There was an ongoing concern that the GSEs were getting too big

The dilemma for me is the fact that the taxpayers bailed out the GSEs. It could cost nothing, or as much as much as several 100 billion dollars, depending on how the economy and the housing market holds up.

This liability to the taxpayer is a significant financial benefit to the shareholders of GSE stock, perhaps bolstering their share price above where it may have fallen. Take on liability without future reward.

Of course it is also of significant benefit to the taxpayer to keep a key component of the housing market afloat, a lynchpin of our economy.

A short essay by Alice Rivlin of the Brookings Institution, covers this territory in:
Do We Want Fannie Mae Public or Private?.

My cynical laissez-faire side says that government could not have managed this situation any better than the private sector did and vice versa. Look at how HUD has played a nominal role in solving this problem. Private sector innovation with actual, real, engaging, competent, regulatory oversight.

Not just government oversight…

Indivuduals need to reconsider placing themselves in harm’s way, financially.

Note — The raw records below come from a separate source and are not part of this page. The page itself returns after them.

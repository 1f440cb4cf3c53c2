//! User preferences and their change history

use crate::baas::{BaasError, RestClient};
use chrono::{DateTime, Utc};
use healthymeal_shared::models::MeasurementSystem;
use healthymeal_shared::types::UserPreferencesResponse;
use serde::Serialize;
use serde_json::Value;
use uuid::Uuid;

const TABLE: &str = "user_preferences";
const HISTORY_TABLE: &str = "user_preferences_history";
const COLUMNS: &str = "id,daily_calories,protein_percentage,carbs_percentage,fat_percentage,\
allergens,micro_nutrients,measurement_system";

/// Preference columns that a write may set
#[derive(Debug, Clone, Default, Serialize)]
pub struct PreferencesFields {
    #[serde(skip_serializing_if = "Option::is_none")]
    pub daily_calories: Option<i32>,
    #[serde(skip_serializing_if = "Option::is_none")]
    pub protein_percentage: Option<f64>,
    #[serde(skip_serializing_if = "Option::is_none")]
    pub carbs_percentage: Option<f64>,
    #[serde(skip_serializing_if = "Option::is_none")]
    pub fat_percentage: Option<f64>,
    #[serde(skip_serializing_if = "Option::is_none")]
    pub allergens: Option<Value>,
    #[serde(skip_serializing_if = "Option::is_none")]
    pub micro_nutrients: Option<Value>,
    #[serde(skip_serializing_if = "Option::is_none")]
    pub measurement_system: Option<MeasurementSystem>,
}

#[derive(Debug, Clone, Serialize)]
pub struct CreatePreferences {
    pub user_id: Uuid,
    #[serde(flatten)]
    pub fields: PreferencesFields,
    pub is_active: bool,
    pub created_at: DateTime<Utc>,
    pub updated_at: DateTime<Utc>,
}

#[derive(Debug, Clone, Serialize)]
pub struct PreferencesPatch {
    #[serde(flatten)]
    pub fields: PreferencesFields,
    pub updated_at: DateTime<Utc>,
}

#[derive(Debug, Clone, Serialize)]
pub struct CreatePreferencesHistory {
    pub user_preferences_id: Uuid,
    pub changed_by: Uuid,
    pub changes: Value,
    pub changed_at: DateTime<Utc>,
}

/// Preferences repository for BaaS operations
pub struct PreferencesRepository;

impl PreferencesRepository {
    pub async fn find_by_user(
        db: &RestClient,
        user_id: Uuid,
    ) -> Result<Option<UserPreferencesResponse>, BaasError> {
        db.from(TABLE)
            .select(COLUMNS)
            .eq("user_id", user_id)
            .fetch_optional()
            .await
    }

    pub async fn create(
        db: &RestClient,
        input: &CreatePreferences,
    ) -> Result<UserPreferencesResponse, BaasError> {
        db.from(TABLE).select(COLUMNS).insert_one(input).await
    }

    pub async fn update(
        db: &RestClient,
        user_id: Uuid,
        id: Uuid,
        patch: &PreferencesPatch,
    ) -> Result<UserPreferencesResponse, BaasError> {
        let rows: Vec<UserPreferencesResponse> = db
            .from(TABLE)
            .select(COLUMNS)
            .eq("id", id)
            .eq("user_id", user_id)
            .update(patch)
            .await?;
        rows.into_iter().next().ok_or(BaasError::EmptyResult)
    }

    pub async fn add_history(
        db: &RestClient,
        entry: &CreatePreferencesHistory,
    ) -> Result<(), BaasError> {
        db.from(HISTORY_TABLE).insert_silent(entry).await
    }
}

Last week’s Op-Ed article by David Brook’s The Culture of Debt suggests that:

>People don’t change when they see the light. They change when they feel the heat.

That Op-Ed piece inspired an hilarious response from a reader (hilarious to me, anyway):

>Mr. Brooks does not mention one important reason societies develop good habits or bad ones: Our leaders can have transformative impact.

>Franklin D. Roosevelt calmed us down. John F. Kennedy got us to volunteer. Ronald Reagan made us less dependent on government. George W. Bush could have asked us to sacrifice. He didn’t. His post-9/11 advice was to go shopping. Obviously, too many of us did just that.


2 Comments

  1. Edd C Gillespie July 29, 2008 at 9:47 am

    Ms. Rivlen suggests we cure the schizophrenia first by just admitting that the GSEs are ample evidence of 80 years +- of socialism in our economy.
    Your question has already been answered. The GSEs are public, and the question now is how much longer will we pretend they are private?

  2. Edd C Gillespie July 29, 2008 at 10:27 am

    There is also a remaining moral question of how handsomely private individuals should profit from ownership or employment in political schizophrenia.

    There is a vestige of old fashioned character remaining in the US, but I expect to continue to be witness to these perennial questions of economic rights and wrongs so long as we consider consumerism to be evidence of good character and use it as the dominant measure of the health of the economy.